Why does an accounting firm need a CLI?
Devtools like AgentMail and Supabase are good examples of what happens when you build for what an agent needs rather than what a human prefers. In fact, on a recent YC podcast this whole topic even lead the partners to question whether they needed to update YC's slogan to 'Make something people agents want'...
Taking this one step further: Flare is an actual accounting firm for startups & scaleups, so it felt natural that we would soon need to impress agents as well as founders.
This lead us to launch a dedicated suite of tools geared towards agents shopping for an accounting partner. Our goal: make the purchase process easier for agents and meet them where they are.
Version 1 of this meant launching a CLI & MCP server - you can read more about these and even try them out here: withflare.co/agents.
We haven't landed any agent-led sales (yet) but in the past week, we've seen almost 100 downloads of our CLI and MCP packages as agents start to check us out. We expect this to climb in the coming months as agents become increasingly responsible for procurement inside of companies.
What happens from here?
I played with a few titles for this article - 'Is the CLI the new API' or 'Will the CLI replace SEO' - and both are probably wrong.

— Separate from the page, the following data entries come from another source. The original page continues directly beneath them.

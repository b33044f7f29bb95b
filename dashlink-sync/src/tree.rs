//! Mounted component tree.
//!
//! [`ComponentTree`] is the stateful [`Mounter`] used by the engine. Every
//! registered node it mounts gets a [`ComponentState`] and a scoped
//! subscription on the topic named by its id. A render pass records which
//! ids it visited; anything mounted but not visited is unmounted at the end
//! of the pass, which drops its subscription.

use std::cell::{Cell, RefCell};
use std::collections::{HashMap, HashSet};
use std::rc::Rc;

use serde_json::{Map, Value};

use dashlink_core::{
    render_contained, resolve, ComponentProps, ComponentRegistry, Descriptor, EndpointSpec,
    Mounter, Node, Rendered, Renderer, Stateless,
};

use crate::bus::{BusMessage, Subscription, TopicBus};
use crate::dispatch::{Outbound, Outbox};
use crate::store::{needs_render, ComponentState, StoreEffect};

struct MountedNode {
    store: Rc<RefCell<ComponentState>>,
    _subscription: Subscription<BusMessage>,
}

pub struct ComponentTree {
    bus: TopicBus<BusMessage>,
    outbox: Outbox,
    dirty: Rc<Cell<bool>>,
    mounted: HashMap<String, MountedNode>,
    visited: HashSet<String>,
}

impl ComponentTree {
    pub fn new(bus: TopicBus<BusMessage>, outbox: Outbox) -> Self {
        Self {
            bus,
            outbox,
            dirty: Rc::new(Cell::new(false)),
            mounted: HashMap::new(),
            visited: HashSet::new(),
        }
    }

    /// Resolve `root`, mounting new nodes and unmounting vanished ones.
    pub fn render(&mut self, root: &Descriptor, registry: &ComponentRegistry) -> Rendered {
        self.visited.clear();
        self.dirty.set(false);
        let rendered = resolve(root, registry, self);

        let visited = &self.visited;
        self.mounted.retain(|id, _| {
            let keep = visited.contains(id);
            if !keep {
                log::debug!("Unmounting {id}");
            }
            keep
        });
        rendered
    }

    /// Whether a store changed since the last render pass.
    pub fn is_dirty(&self) -> bool {
        self.dirty.get()
    }

    pub fn is_mounted(&self, id: &str) -> bool {
        self.mounted.contains_key(id)
    }

    pub fn mounted_count(&self) -> usize {
        self.mounted.len()
    }

    /// Current live descriptor of a mounted node.
    pub fn node(&self, id: &str) -> Option<Node> {
        self.mounted.get(id).map(|m| m.store.borrow().node().clone())
    }

    /// Shallow-merge client-side state into a mounted node.
    pub fn set_local_state(&self, id: &str, state: Map<String, Value>) -> bool {
        let Some(mounted) = self.mounted.get(id) else {
            return false;
        };
        let changed = mounted.store.borrow_mut().merge(state);
        if changed {
            self.dirty.set(true);
        }
        changed
    }

    /// Endpoint metadata declared by `property` on a mounted node.
    pub fn endpoint(&self, id: &str, property: &str) -> Option<EndpointSpec> {
        let mounted = self.mounted.get(id)?;
        let store = mounted.store.borrow();
        store
            .node()
            .properties
            .get(property)
            .and_then(EndpointSpec::from_property)
    }

    /// Drop every mount and its subscription.
    pub fn unmount_all(&mut self) {
        self.mounted.clear();
        self.visited.clear();
    }

    fn subscribe(&self, id: &str, store: &Rc<RefCell<ComponentState>>) -> Subscription<BusMessage> {
        let store = Rc::clone(store);
        let outbox = Rc::clone(&self.outbox);
        let dirty = Rc::clone(&self.dirty);
        self.bus.subscribe_scoped(id, move |message| {
            let BusMessage::Component(message) = message else {
                return;
            };
            let mut current = store.borrow_mut();
            let before = current.render_key();
            if let Some(StoreEffect::SendState { request_id, state }) = current.apply(message) {
                outbox
                    .borrow_mut()
                    .push_back(Outbound::SendState { request_id, state });
            }
            if needs_render(&before, &current.render_key()) {
                dirty.set(true);
            }
        })
    }
}

impl std::fmt::Debug for ComponentTree {
    fn fmt(&self, f: &mut std::fmt::Formatter<'_>) -> std::fmt::Result {
        let mut ids: Vec<&String> = self.mounted.keys().collect();
        ids.sort();
        f.debug_struct("ComponentTree")
            .field("mounted", &ids)
            .field("dirty", &self.dirty.get())
            .finish()
    }
}

impl Mounter for ComponentTree {
    fn mount(&mut self, node: &Node, renderer: Rc<dyn Renderer>, registry: &ComponentRegistry) -> Rendered {
        if node.id.is_empty() {
            log::debug!("Registered node without id renders without state");
            return Stateless.mount(node, renderer, registry);
        }
        if !self.visited.insert(node.id.clone()) {
            log::warn!("Duplicate component id {}; rendering without state", node.id);
            return Stateless.mount(node, renderer, registry);
        }

        let store = match self.mounted.get(&node.id) {
            Some(mounted) => {
                mounted.store.borrow_mut().reseed_if_changed(node);
                Rc::clone(&mounted.store)
            }
            None => {
                log::debug!("Mounting {}", node.id);
                let store = Rc::new(RefCell::new(ComponentState::seed(node)));
                let subscription = self.subscribe(&node.id, &store);
                self.mounted.insert(
                    node.id.clone(),
                    MountedNode {
                        store: Rc::clone(&store),
                        _subscription: subscription,
                    },
                );
                store
            }
        };

        // Release the borrow before recursing: children may mount too.
        let (live, generation) = {
            let state = store.borrow();
            (state.node().clone(), state.generation())
        };
        if live.hidden || live.hidden_by_properties() {
            return Rendered::Empty;
        }

        let children = resolve(&live.content, registry, self).into_children();
        let actions: Vec<String> = live.endpoints().into_iter().map(|(key, _)| key).collect();
        let kind = live.kind.as_deref().unwrap_or_default();
        let props = ComponentProps {
            id: &live.id,
            kind,
            properties: &live.properties,
            state: &live.extra,
            children,
            version: live.version_or_default(),
            generation,
            actions: &actions,
        };
        let body = render_contained(renderer.as_ref(), props);

        Rendered::Component {
            component: kind.to_string(),
            id: live.id.clone(),
            version: live.version_or_default().to_string(),
            generation,
            body: Box::new(body),
        }
    }
}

But there's something real here: if agents start owning more purchasing decisions, then we need to design better ways for agents to discover and evaluate services businesses.
Right now our CLI is basic. It mostly covers the information you'd find on our landing page, in an agent friendly format. Over time, you could go much deeper and it's easy to imagine the internal agents we're building at Flare to complete client work becoming sales reps - convincing other agents that their organisation would benefit from choosing Flare.
There are still big gaps in this 'agent-procurement' universe, but one thing that feels inevitable is some kind of agent-first marketplace: services in machine-readable formats, with reviews not just from humans, but from other agents about how good a provider's agents (or god forbid their humans) actually are.
I'm not holding my breadth for a sudden tsunami of accounting firms launching CLIs and at the current pace of change, this whole piece could be outdated in 45 minutes. But it's fun (and slightly surreal) to think about what it means to sell to an agent.